Dans le même temps, on fait procéder à l’examen par les autres commissions des parties du SDAURP qui les concernent ;

– La commission ad hoc SDAURP est renforcée au moyen de la désignation de cinq membres cooptés censés apporter leur expertise. Ils sont désignés sur proposition des membres du bureau de la commission ;

– 12 entretiens avec des personnalités compétentes sont prévus. Dans les faits, seules cinq auditions[47] ont été réalisées par les membres de la commission SDAURP du CCES et trois autres par le District. Dans la continuité d’une logique de contrôle, Roland Nungesser et à plusieurs reprises Paul Delouvrier, étaient présents et participaient aux différentes auditions menées au sein de la commission SDAURP, allant jusqu’à les contrer ou les censurer dans certains cas[48]. Les auditions de politiques ou d’experts ont été réalisées par la Commission des plans, programmes et projets du District, présidée par Roland Nungesser.

L’énergie et le temps consacrés par le District à influencer positivement l’avis rendu par le CCES s’expliquent par le fait qu’au cours de la consultation, d’autres organismes émettent de vives critiques à l’égard du projet. À titre d’exemple, le 10 décembre 1965, le Conseil général de Paris donne une égalité parfaite entre les partisans et les opposants au projet : 73 voix pour (centristes et UNR), 73 voix contre (socialistes et communistes)[49]. L’union des maires de la Seine, dans une circulaire communiquée au président du CCES le 22 novembre 1965, exprime ses réticences face à ce projet d’ampleur, dénonçant un outil de plus au service de la planification et ayant requis les avis d’organisations, surtout patronales, dont « la qualification est parfois douteuse » :

« Le Schéma, […] le rapport général sur le Ve Plan, et le rapport sur la régionalisation du budget de 1966, […] la synthèse de ces textes fait apparaître le Schéma directeur parisien comme une pièce maîtresse d’un ensemble complexe qui paraît destiné à permettre à la technocratie de prendre en main tous les stades de l’aménagement du territoire de la conception à la réalisation. […] Certains de nos collègues estiment à ce propos que le but réel du schéma […] est de rallier les adhésions de principe d’organismes aussi nombreux que possible afin de « court-circuiter » les élus locaux. Ces collègues font remarquer que M. DELOUVRIER […] a en effet sollicité l’avis des organisations les plus diverses et dont la qualification est parfois douteuse. »[50]
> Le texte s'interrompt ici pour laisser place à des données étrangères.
//! Decoder dispatch
//!
//! Symbol-specific decoders (QR, Data Matrix, the 1D family, ...) live
//! outside this crate and plug in through [`Decoder`] and a
//! [`DecoderRegistry`]. [`MultiFormatReader`] runs the registered decoders
//! in an adaptive order; [`GenericMultipleDecoder`] finds several symbols in
//! one frame by cropping around each hit.

use crate::binarizer::BinaryBitmap;
use crate::models::{DecodeHints, DecodedResult, Point};

/// Recursive crop-and-retry search for several symbols
pub mod generic_multi;
/// Ordered dispatch over registered decoders
pub mod multi_format;
/// Factories for pluggable decoders
pub mod registry;

pub use generic_multi::GenericMultipleDecoder;
pub use multi_format::MultiFormatReader;
pub use registry::{DecoderRegistry, ReaderKind};

/// Receives candidate points while a decoder searches; `None` marks a miss
pub type ResultPointCallback = dyn FnMut(Option<Point>) + Send + 'static;

/// A format-specific symbol decoder
pub trait Decoder: Send {
    /// Look for one symbol in `image`
    ///
    /// A miss is `None`; decoders never report "not found" as an error.
    fn decode(
        &mut self,
        image: &BinaryBitmap,
        hints: &DecodeHints,
        on_point: Option<&mut ResultPointCallback>,
    ) -> Option<DecodedResult>;

    /// Drop any per-image state before the next call
    fn reset(&mut self) {}
}

impl<D: Decoder + ?Sized> Decoder for &mut D {
    fn decode(
        &mut self,
        image: &BinaryBitmap,
        hints: &DecodeHints,
        on_point: Option<&mut ResultPointCallback>,
    ) -> Option<DecodedResult> {
        (**self).decode(image, hints, on_point)
    }

    fn reset(&mut self) {
        (**self).reset()
    }
}

impl<D: Decoder + ?Sized> Decoder for Box<D> {
    fn decode(
        &mut self,
        image: &BinaryBitmap,
        hints: &DecodeHints,
        on_point: Option<&mut ResultPointCallback>,
    ) -> Option<DecodedResult> {
        (**self).decode(image, hints, on_point)
    }

    fn reset(&mut self) {
        (**self).reset()
    }
}

/// A decoder that can return every symbol in a frame
pub trait MultipleDecoder: Send {
    /// All symbols found; empty on a miss
    fn decode_multiple(
        &mut self,
        image: &BinaryBitmap,
        hints: &DecodeHints,
        on_point: Option<&mut ResultPointCallback>,
    ) -> Vec<DecodedResult>;
}
use std::collections::BTreeSet;

use super::{BarcodeFormat, DecodedResult, MetadataValue, ResultMetadataType};

/// Options passed to every decoder
///
/// The orchestrator treats any mutation of its hints as a reason to rebuild
/// the decoder list on the next call.
#[derive(Debug, Clone, Default, PartialEq, Eq)]
pub struct DecodeHints {
    /// Restrict decoding to these formats; `None` means all registered decoders
    pub possible_formats: Option<BTreeSet<BarcodeFormat>>,
    /// Spend more time looking for a symbol
    pub try_harder: bool,
    /// Set by the orchestrator while it handles rotation itself
    pub try_harder_without_rotation: bool,
    /// The image is a clean, unrotated rendering of one symbol
    pub pure_barcode: bool,
    /// Character set used when the symbol does not declare one
    pub character_set: Option<String>,
    /// Acceptable payload lengths for variable-length 1D formats
    pub allowed_lengths: Option<Vec<usize>>,
    /// Acceptable UPC/EAN extension lengths (2 and/or 5)
    pub allowed_ean_extensions: Option<Vec<usize>>,
    /// Treat the payload as GS1
    pub assume_gs1: bool,
    /// Code 39 symbols carry a check digit
    pub assume_code39_check_digit: bool,
    /// Decode Code 39 full-ASCII extended mode
    pub use_code39_extended_mode: bool,
    /// Return Codabar start/stop characters in the text
    pub return_codabar_start_end: bool,
    /// Let decoders try an inverted image themselves
    pub also_inverted: bool,
    /// Collect the symbols of one structured append sequence; `None` treats
    /// every symbol on its own
    pub structured_append: Option<StructuredAppend>,
}

/// Which structured append sequence a multi-symbol decode should collect
///
/// Decoders read it to decide whether to report sequence members; the reader
/// applies it to the results of a multi-symbol decode.
#[derive(Debug, Clone, Default, PartialEq, Eq)]
pub struct StructuredAppend {
    /// Parity shared by every symbol of the wanted sequence; `None` accepts any
    pub parity: Option<i32>,
    /// Drop symbols that carry no sequence position
    pub members_only: bool,
}

impl StructuredAppend {
    /// Whether `result` belongs to the wanted sequence
    pub fn accepts(&self, result: &DecodedResult) -> bool {
        if self.members_only && sequence_position(result).is_none() {
            return false;
        }
        match (self.parity, result.metadata_value(ResultMetadataType::StructuredAppendParity)) {
            (None, _) => true,
            (Some(wanted), Some(MetadataValue::Int(parity))) => wanted == *parity,
            (Some(_), _) => false,
        }
    }

    /// Keep the accepted results, ordered by sequence position
    ///
    /// Results without a position keep their relative order after the
    /// sequence members.
    pub fn arrange(&self, results: Vec<DecodedResult>) -> Vec<DecodedResult> {
        let mut results: Vec<_> = results.into_iter().filter(|r| self.accepts(r)).collect();
        results.sort_by_key(|r| match sequence_position(r) {
            Some(position) => (false, position),
            None => (true, 0),
        });
        results
    }
}

fn sequence_position(result: &DecodedResult) -> Option<i32> {
    match result.metadata_value(ResultMetadataType::StructuredAppendSequence) {
        Some(MetadataValue::Int(position)) => Some(*position),
        _ => None,
    }
}

impl DecodeHints {
    /// Hints restricted to the given formats
    pub fn with_formats<I: IntoIterator<Item = BarcodeFormat>>(formats: I) -> Self {
        Self {
            possible_formats: Some(formats.into_iter().collect()),
            ..Self::default()
        }
    }

    /// True if `possible_formats` is set and non-empty
    pub fn has_formats(&self) -> bool {
        self.possible_formats
            .as_ref()
            .is_some_and(|formats| !formats.is_empty())
    }

    /// True if the formats are restricted to exactly `format`
    pub fn is_only(&self, format: BarcodeFormat) -> bool {
        self.possible_formats
            .as_ref()
            .is_some_and(|formats| formats.len() == 1 && formats.contains(&format))
    }

    /// True if `format` was requested explicitly
    pub fn wants(&self, format: BarcodeFormat) -> bool {
        self.possible_formats
            .as_ref()
            .is_some_and(|formats| formats.contains(&format))
    }

    /// True if any 1D format was requested explicitly
    pub fn wants_one_d(&self) -> bool {
        self.possible_formats
            .as_ref()
            .is_some_and(|formats| formats.iter().any(|f| f.is_one_d()))
    }
}

/// Options passed to encoders
#[derive(Debug, Clone, Default, PartialEq, Eq)]
pub struct EncodeHints {
    /// Quiet zone in modules; `None` lets the encoder choose
    pub margin: Option<usize>,
    /// Error correction level in the encoder's own notation
    pub error_correction: Option<String>,
    /// Character set used for the payload
    pub character_set: Option<String>,
    /// Encode the payload as GS1
    pub gs1_format: bool,
}
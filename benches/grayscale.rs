use criterion::{Criterion, black_box, criterion_group, criterion_main};
use rust_barcode::utils::grayscale::{BitmapFormat, to_luminance};

fn bench_rgb24_small(c: &mut Criterion) {
    let image = vec![128u8; 100 * 100 * 3];
    c.bench_function("rgb24_to_luminance_100x100", |b| {
        b.iter(|| to_luminance(black_box(&image), 100, 100, BitmapFormat::Rgb24))
    });
}

fn bench_rgb24_large(c: &mut Criterion) {
    let image = vec![128u8; 1920 * 1080 * 3];
    c.bench_function("rgb24_to_luminance_1920x1080", |b| {
        b.iter(|| to_luminance(black_box(&image), 1920, 1080, BitmapFormat::Rgb24))
    });
}

fn bench_bgra32_medium(c: &mut Criterion) {
    let image = vec![128u8; 640 * 480 * 4];
    c.bench_function("bgra32_to_luminance_640x480", |b| {
        b.iter(|| to_luminance(black_box(&image), 640, 480, BitmapFormat::Bgra32))
    });
}

fn bench_yuyv_medium(c: &mut Criterion) {
    let image = vec![128u8; 640 * 480 * 2];
    c.bench_function("yuyv_to_luminance_640x480", |b| {
        b.iter(|| to_luminance(black_box(&image), 640, 480, BitmapFormat::Yuyv))
    });
}

criterion_group!(
    benches,
    bench_rgb24_small,
    bench_rgb24_large,
    bench_bgra32_medium,
    bench_yuyv_medium
);
criterion_main!(benches);
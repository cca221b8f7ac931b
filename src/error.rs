//! Contract violations raised by the acquisition pipeline.
//!
//! "Nothing found" is never an error here: every decode layer reports a miss
//! as `None` (or an empty `Vec`). The variants below are caller bugs such as
//! asking a source for an operation it cannot perform.

use thiserror::Error;

use crate::models::BarcodeFormat;

/// Errors returned for invalid arguments or unsupported operations
#[derive(Error, Debug, Clone, PartialEq, Eq)]
pub enum Error {
    /// The luminance source or bitmap does not implement the operation
    #[error("operation not supported by this source: {operation}")]
    Unsupported {
        /// Name of the rejected operation
        operation: &'static str,
    },

    /// Two matrices or arrays that must agree in size do not
    #[error("dimension mismatch: expected {expected_width}x{expected_height}, got {width}x{height}")]
    DimensionMismatch {
        /// Width of the receiver
        expected_width: usize,
        /// Height of the receiver
        expected_height: usize,
        /// Width of the argument
        width: usize,
        /// Height of the argument
        height: usize,
    },

    /// A square matrix was required
    #[error("matrix is not square: {width}x{height}")]
    NotSquare {
        /// Matrix width
        width: usize,
        /// Matrix height
        height: usize,
    },

    /// A pixel buffer is smaller than its declared dimensions require
    #[error("pixel buffer too small: need {expected} bytes, got {actual}")]
    BufferTooSmall {
        /// Bytes required by width, height and pixel format
        expected: usize,
        /// Bytes supplied
        actual: usize,
    },

    /// A crop rectangle leaves the source
    #[error("crop rectangle {left},{top} {width}x{height} exceeds source {source_width}x{source_height}")]
    CropOutOfBounds {
        /// Left edge of the requested rectangle
        left: usize,
        /// Top edge of the requested rectangle
        top: usize,
        /// Requested width
        width: usize,
        /// Requested height
        height: usize,
        /// Width of the source being cropped
        source_width: usize,
        /// Height of the source being cropped
        source_height: usize,
    },

    /// No encoder is registered for the format
    #[error("no encoder registered for {0:?}")]
    UnsupportedFormat(BarcodeFormat),

    /// An external encoder rejected its input
    #[error("encoding failed: {0}")]
    Encode(String),
}

/// Result alias used throughout the crate
pub type Result<T> = std::result::Result<T, Error>;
Sur les 156 organismes consultés, on trouve les Chambres de commerce et d’industrie (CCI) des départements parisiens, les Chambres des métiers, divers groupements patronaux, des associations de salariés dans tel ou tel domaine (artisanat notamment), des syndicats mais aussi l’association des propriétaires privés d’avion, dont le siège est situé dans le 16e arrondissement de Paris, et dont l’apport dans un projet tel que le SDAURP n’est pas évident. On trouve aussi, les Éclaireurs de France (association de scoutisme), les Scouts et guides de France et le Grand Orient de France, ainsi que la Grande Loge de France, les deux groupements de franc-maçonnerie parmi les plus importants du pays[51]. Les deux loges maçonniques sont sollicitées par le CCES de manière totalement officielle, et chacune répond[52]. Les archives disponibles ne mentionnent pas le nom du membre du CCES chargé de recueillir l’avis des loges, seule la mention « consultation directe » est faite, alors que pour tous les autres organismes, le nom d’un membre du CCES est mentionné, comme étant le relais entre l’institution et le groupe consulté.
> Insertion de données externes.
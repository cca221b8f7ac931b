use std::collections::HashMap;
use std::fmt;
use std::sync::Arc;

use super::{Decoder, MultipleDecoder};
use crate::models::{BarcodeFormat, DecodeHints};

/// Slot a decoder occupies in the dispatch order
#[derive(Debug, Clone, Copy, PartialEq, Eq, Hash, PartialOrd, Ord)]
pub enum ReaderKind {
    /// One aggregate decoder for every 1D format
    OneD,
    /// QR Code
    QrCode,
    /// Data Matrix
    DataMatrix,
    /// Aztec
    Aztec,
    /// PDF417
    Pdf417,
    /// MaxiCode
    MaxiCode,
    /// Intelligent Mail Barcode
    Imb,
}

impl ReaderKind {
    /// 2D and postal kinds in dispatch order; `OneD` goes before or after
    /// them depending on try-harder
    pub const MATRIX_ORDER: [ReaderKind; 6] = [
        ReaderKind::QrCode,
        ReaderKind::DataMatrix,
        ReaderKind::Aztec,
        ReaderKind::Pdf417,
        ReaderKind::MaxiCode,
        ReaderKind::Imb,
    ];

    /// Kind that handles `format`
    pub fn for_format(format: BarcodeFormat) -> Self {
        match format {
            BarcodeFormat::QrCode => ReaderKind::QrCode,
            BarcodeFormat::DataMatrix => ReaderKind::DataMatrix,
            BarcodeFormat::Aztec => ReaderKind::Aztec,
            BarcodeFormat::Pdf417 => ReaderKind::Pdf417,
            BarcodeFormat::MaxiCode => ReaderKind::MaxiCode,
            BarcodeFormat::Imb => ReaderKind::Imb,
            _ => ReaderKind::OneD,
        }
    }

    /// True if `hints` explicitly ask for a format of this kind
    pub fn is_requested(self, hints: &DecodeHints) -> bool {
        match self {
            ReaderKind::OneD => hints.wants_one_d(),
            ReaderKind::QrCode => hints.wants(BarcodeFormat::QrCode),
            ReaderKind::DataMatrix => hints.wants(BarcodeFormat::DataMatrix),
            ReaderKind::Aztec => hints.wants(BarcodeFormat::Aztec),
            ReaderKind::Pdf417 => hints.wants(BarcodeFormat::Pdf417),
            ReaderKind::MaxiCode => hints.wants(BarcodeFormat::MaxiCode),
            ReaderKind::Imb => hints.wants(BarcodeFormat::Imb),
        }
    }

    /// Dispatch order for `hints`
    ///
    /// With formats: `OneD` first (or last under try-harder) if any 1D format
    /// is wanted, then the requested matrix kinds. Without formats, or when
    /// none of the requested formats maps to a kind, every kind in default
    /// order under the same `OneD` rule.
    pub fn order_for(hints: &DecodeHints) -> Vec<ReaderKind> {
        let try_harder = hints.try_harder;
        let mut kinds = Vec::new();
        if hints.has_formats() {
            let one_d = hints.wants_one_d();
            if one_d && !try_harder {
                kinds.push(ReaderKind::OneD);
            }
            kinds.extend(Self::MATRIX_ORDER.iter().filter(|k| k.is_requested(hints)));
            if one_d && try_harder {
                kinds.push(ReaderKind::OneD);
            }
        }
        if kinds.is_empty() {
            if !try_harder {
                kinds.push(ReaderKind::OneD);
            }
            kinds.extend(Self::MATRIX_ORDER);
            if try_harder {
                kinds.push(ReaderKind::OneD);
            }
        }
        kinds
    }
}

type DecoderFactory = Arc<dyn Fn() -> Box<dyn Decoder> + Send + Sync>;
type MultipleDecoderFactory = Arc<dyn Fn() -> Box<dyn MultipleDecoder> + Send + Sync>;

/// Factories for the symbol decoders available to a reader
///
/// Cloning shares the factories.
#[derive(Clone, Default)]
pub struct DecoderRegistry {
    factories: HashMap<ReaderKind, DecoderFactory>,
    qr_multi: Option<MultipleDecoderFactory>,
}

impl DecoderRegistry {
    /// Registry with no decoders
    pub fn new() -> Self {
        Self::default()
    }

    /// Register (or replace) the factory for `kind`
    pub fn register<F>(&mut self, kind: ReaderKind, factory: F) -> &mut Self
    where
        F: Fn() -> Box<dyn Decoder> + Send + Sync + 'static,
    {
        self.factories.insert(kind, Arc::new(factory));
        self
    }

    /// Builder form of [`DecoderRegistry::register`]
    pub fn with<F>(mut self, kind: ReaderKind, factory: F) -> Self
    where
        F: Fn() -> Box<dyn Decoder> + Send + Sync + 'static,
    {
        self.register(kind, factory);
        self
    }

    /// Register the dedicated multi-symbol QR decoder
    pub fn register_qr_multi<F>(&mut self, factory: F) -> &mut Self
    where
        F: Fn() -> Box<dyn MultipleDecoder> + Send + Sync + 'static,
    {
        self.qr_multi = Some(Arc::new(factory));
        self
    }

    /// True if a factory exists for `kind`
    pub fn is_registered(&self, kind: ReaderKind) -> bool {
        self.factories.contains_key(&kind)
    }

    /// Fresh decoder for `kind`, if registered
    pub fn create(&self, kind: ReaderKind) -> Option<Box<dyn Decoder>> {
        self.factories.get(&kind).map(|factory| factory())
    }

    /// Fresh multi-symbol QR decoder, if registered
    pub fn create_qr_multi(&self) -> Option<Box<dyn MultipleDecoder>> {
        self.qr_multi.as_ref().map(|factory| factory())
    }
}

impl fmt::Debug for DecoderRegistry {
    fn fmt(&self, f: &mut fmt::Formatter<'_>) -> fmt::Result {
        let mut kinds: Vec<_> = self.factories.keys().collect();
        kinds.sort();
        f.debug_struct("DecoderRegistry")
            .field("kinds", &kinds)
            .field("qr_multi", &self.qr_multi.is_some())
            .finish()
    }
}

#[cfg(test)]
mod tests {
    use super::*;
    use crate::models::BarcodeFormat::*;

    #[test]
    fn test_default_order() {
        let order = ReaderKind::order_for(&DecodeHints::default());
        assert_eq!(order.first(), Some(&ReaderKind::OneD));
        assert_eq!(order.len(), 7);
        assert_eq!(&order[1..], &ReaderKind::MATRIX_ORDER);
    }

    #[test]
    fn test_try_harder_moves_one_d_last() {
        let hints = DecodeHints {
            try_harder: true,
            ..DecodeHints::default()
        };
        let order = ReaderKind::order_for(&hints);
        assert_eq!(order.last(), Some(&ReaderKind::OneD));
        assert_eq!(order[0], ReaderKind::QrCode);
    }

    #[test]
    fn test_requested_formats() {
        let hints = DecodeHints::with_formats([DataMatrix, Code128, QrCode]);
        assert_eq!(
            ReaderKind::order_for(&hints),
            vec![ReaderKind::OneD, ReaderKind::QrCode, ReaderKind::DataMatrix]
        );

        let mut hints = DecodeHints::with_formats([Ean13, Pdf417]);
        hints.try_harder = true;
        assert_eq!(
            ReaderKind::order_for(&hints),
            vec![ReaderKind::Pdf417, ReaderKind::OneD]
        );
    }

    #[test]
    fn test_only_matrix_formats_skip_one_d() {
        let hints = DecodeHints::with_formats([Aztec]);
        assert_eq!(ReaderKind::order_for(&hints), vec![ReaderKind::Aztec]);
    }

    #[test]
    fn test_for_format() {
        assert_eq!(ReaderKind::for_format(UpcE), ReaderKind::OneD);
        assert_eq!(ReaderKind::for_format(Imb), ReaderKind::Imb);
    }

    #[test]
    fn test_registry_create() {
        struct Never;
        impl Decoder for Never {
            fn decode(
                &mut self,
                _image: &crate::binarizer::BinaryBitmap,
                _hints: &DecodeHints,
                _on_point: Option<&mut crate::decoder::ResultPointCallback>,
            ) -> Option<crate::models::DecodedResult> {
                None
            }
        }

        let registry = DecoderRegistry::new().with(ReaderKind::QrCode, || Box::new(Never));
        assert!(registry.is_registered(ReaderKind::QrCode));
        assert!(registry.create(ReaderKind::QrCode).is_some());
        assert!(registry.create(ReaderKind::Aztec).is_none());
        assert!(registry.create_qr_multi().is_none());
    }
}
Le CCES et le SDAURP : un avis fléché ?

Ses origines (création par et au service du District) et sa revendication d’être l’unique outil de participation de la société civile à la politique de la région de Paris, positionnent le CCES comme une caution à l’édifice de la planification. L’institution est en effet placée au cœur d’un système complexe alliant pouvoirs et luttes d’influences. Dans cette configuration, on peut s’interroger sur les conditions et les modalités de sa création ainsi que sur son fonctionnement en lien direct avec le District. Ne constituent-ils pas une entrave à son caractère apolitique affiché et dans quelle mesure les membres du CCES sont-ils en capacité d’exercer une liberté de critique ?
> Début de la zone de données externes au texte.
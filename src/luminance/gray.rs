use std::borrow::Cow;
use std::f32::consts::FRAC_1_SQRT_2;
use std::sync::Arc;

use super::{InvertedLuminanceSource, LuminanceSource, check_crop};
use crate::error::{Error, Result};
use crate::utils::grayscale::{BitmapFormat, to_luminance};

/// Grayscale frame held in memory, optionally viewed through a crop window
///
/// Cropping shares the pixel buffer; rotation materializes a new one.
#[derive(Debug, Clone)]
pub struct GrayLuminanceSource {
    data: Arc<[u8]>,
    data_width: usize,
    data_height: usize,
    left: usize,
    top: usize,
    width: usize,
    height: usize,
}

impl GrayLuminanceSource {
    /// Wrap `width * height` luminance bytes
    pub fn new(luminances: Vec<u8>, width: usize, height: usize) -> Result<Self> {
        let expected = width * height;
        if luminances.len() < expected {
            return Err(Error::BufferTooSmall {
                expected,
                actual: luminances.len(),
            });
        }
        let mut luminances = luminances;
        luminances.truncate(expected);
        Ok(Self::from_exact(luminances, width, height))
    }

    /// Wrap a buffer already known to hold exactly `width * height` bytes
    pub(crate) fn from_exact(luminances: Vec<u8>, width: usize, height: usize) -> Self {
        debug_assert_eq!(luminances.len(), width * height);
        Self {
            data: luminances.into(),
            data_width: width,
            data_height: height,
            left: 0,
            top: 0,
            width,
            height,
        }
    }

    /// Convert a packed pixel buffer in any supported layout
    pub fn from_pixels(
        pixels: &[u8],
        width: usize,
        height: usize,
        format: BitmapFormat,
    ) -> Result<Self> {
        let luminances = to_luminance(pixels, width, height, format)?;
        Self::new(luminances, width, height)
    }

    fn is_full_frame(&self) -> bool {
        self.left == 0
            && self.top == 0
            && self.width == self.data_width
            && self.height == self.data_height
    }
}

impl LuminanceSource for GrayLuminanceSource {
    fn width(&self) -> usize {
        self.width
    }

    fn height(&self) -> usize {
        self.height
    }

    fn row(&self, y: usize) -> Cow<'_, [u8]> {
        let offset = (y + self.top) * self.data_width + self.left;
        Cow::Borrowed(&self.data[offset..offset + self.width])
    }

    fn matrix(&self) -> Cow<'_, [u8]> {
        if self.is_full_frame() {
            return Cow::Borrowed(&self.data);
        }
        if self.width == self.data_width {
            let start = self.top * self.data_width;
            return Cow::Borrowed(&self.data[start..start + self.width * self.height]);
        }
        let mut matrix = Vec::with_capacity(self.width * self.height);
        for y in 0..self.height {
            matrix.extend_from_slice(&self.row(y));
        }
        Cow::Owned(matrix)
    }

    fn is_crop_supported(&self) -> bool {
        true
    }

    fn crop(
        &self,
        left: usize,
        top: usize,
        width: usize,
        height: usize,
    ) -> Result<Arc<dyn LuminanceSource>> {
        check_crop(self.width, self.height, left, top, width, height)?;
        Ok(Arc::new(Self {
            data: Arc::clone(&self.data),
            data_width: self.data_width,
            data_height: self.data_height,
            left: self.left + left,
            top: self.top + top,
            width,
            height,
        }))
    }

    fn is_rotate_supported(&self) -> bool {
        true
    }

    fn rotate_counter_clockwise(&self) -> Result<Arc<dyn LuminanceSource>> {
        let old = self.matrix();
        let new_width = self.height;
        let new_height = self.width;
        let mut rotated = vec![0u8; self.width * self.height];
        for y_old in 0..self.height {
            for x_old in 0..self.width {
                let y_new = new_height - 1 - x_old;
                let x_new = y_old;
                rotated[y_new * new_width + x_new] = old[y_old * self.width + x_old];
            }
        }
        Ok(Arc::new(Self::from_exact(rotated, new_width, new_height)))
    }

    fn rotate_counter_clockwise_45(&self) -> Result<Arc<dyn LuminanceSource>> {
        let old = self.matrix();
        let side = ((self.width + self.height) as f32 * FRAC_1_SQRT_2).ceil() as usize;
        let old_cx = self.width as f32 / 2.0;
        let old_cy = self.height as f32 / 2.0;
        let new_c = side as f32 / 2.0;

        // Uncovered corners of the canvas read as white background
        let mut rotated = vec![255u8; side * side];
        for y_new in 0..side {
            let ry = y_new as f32 + 0.5 - new_c;
            for x_new in 0..side {
                let rx = x_new as f32 + 0.5 - new_c;
                let x_old = (rx - ry) * FRAC_1_SQRT_2 + old_cx;
                let y_old = (rx + ry) * FRAC_1_SQRT_2 + old_cy;
                if x_old < 0.0 || y_old < 0.0 {
                    continue;
                }
                let (xi, yi) = (x_old as usize, y_old as usize);
                if xi < self.width && yi < self.height {
                    rotated[y_new * side + x_new] = old[yi * self.width + xi];
                }
            }
        }
        Ok(Arc::new(Self::from_exact(rotated, side, side)))
    }

    fn is_inversion_supported(&self) -> bool {
        true
    }

    fn invert(&self) -> Result<Arc<dyn LuminanceSource>> {
        Ok(Arc::new(InvertedLuminanceSource::new(Arc::new(self.clone()))))
    }
}

#[cfg(test)]
mod tests {
    use super::*;

    fn gradient(width: usize, height: usize) -> GrayLuminanceSource {
        let data = (0..width * height).map(|i| (i * 7 % 256) as u8).collect();
        GrayLuminanceSource::new(data, width, height).unwrap()
    }

    #[test]
    fn test_rejects_short_buffer() {
        assert!(GrayLuminanceSource::new(vec![0; 5], 3, 2).is_err());
    }

    #[test]
    fn test_crop_shares_pixels() {
        let source = gradient(10, 8);
        let cropped = source.crop(2, 3, 4, 2).unwrap();
        assert_eq!(cropped.width(), 4);
        assert_eq!(cropped.height(), 2);
        assert_eq!(&*cropped.row(0), &source.row(3)[2..6]);
        assert_eq!(cropped.matrix().len(), 8);

        let nested = cropped.crop(1, 1, 2, 1).unwrap();
        assert_eq!(&*nested.row(0), &source.row(4)[3..5]);
    }

    #[test]
    fn test_crop_out_of_bounds() {
        let source = gradient(10, 8);
        assert!(matches!(
            source.crop(8, 0, 3, 1),
            Err(Error::CropOutOfBounds { .. })
        ));
    }

    #[test]
    fn test_rotate_counter_clockwise_moves_top_right_to_top_left() {
        let source = GrayLuminanceSource::new(vec![1, 2, 3, 4, 5, 6], 3, 2).unwrap();
        let rotated = source.rotate_counter_clockwise().unwrap();
        assert_eq!(rotated.width(), 2);
        assert_eq!(rotated.height(), 3);
        assert_eq!(&*rotated.matrix(), &[3, 6, 2, 5, 1, 4]);
    }

    #[test]
    fn test_four_rotations_are_identity() {
        let source = gradient(13, 7);
        let mut current: Arc<dyn LuminanceSource> = Arc::new(source.clone());
        for _ in 0..4 {
            current = current.rotate_counter_clockwise().unwrap();
        }
        assert_eq!(current.width(), 13);
        assert_eq!(current.matrix(), source.matrix());
    }

    #[test]
    fn test_rotate_cropped_view() {
        let source = gradient(10, 10);
        let cropped = source.crop(1, 1, 3, 2).unwrap();
        let rotated = cropped.rotate_counter_clockwise().unwrap();
        assert_eq!(rotated.row(0)[0], cropped.row(0)[2]);
    }

    #[test]
    fn test_rotate_45_keeps_centre_and_whitens_corners() {
        let source = GrayLuminanceSource::new(vec![0; 20 * 20], 20, 20).unwrap();
        let rotated = source.rotate_counter_clockwise_45().unwrap();
        assert_eq!(rotated.width(), 29);
        assert_eq!(rotated.height(), 29);
        assert_eq!(rotated.row(14)[14], 0);
        assert_eq!(rotated.row(0)[0], 255);
    }
}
Parce qu’il est composé d’individus désignés non pas en tant qu’élus mais en tant que représentants des « forces vives de la Nation », le CCES reflète l’intérêt des organismes mais aussi des cercles d’influences qui gravitent autour de lui.

Le rapporteur désigné pour l’avis sur le SDAURP, Gilbert Gauer, secrétaire général du Conseil national des économies régionales (CNER)[53], siège au CCES à ce titre. Gauer est à cette date, adjoint au maire UNR de Meudon, René Leduc, ce qui rappelle que le CCES n’est pas fermé aux représentants socioprofessionnels porteurs de mandats électifs. Gilbert Gauer devînt d’ailleurs maire de Meudon en 1971, ce qui ne lui fît pas perdre son siège au CCES ; c’est même lui qui fut rapporteur en février 1976 des travaux sur la mise à jour du SDAURP en 1975.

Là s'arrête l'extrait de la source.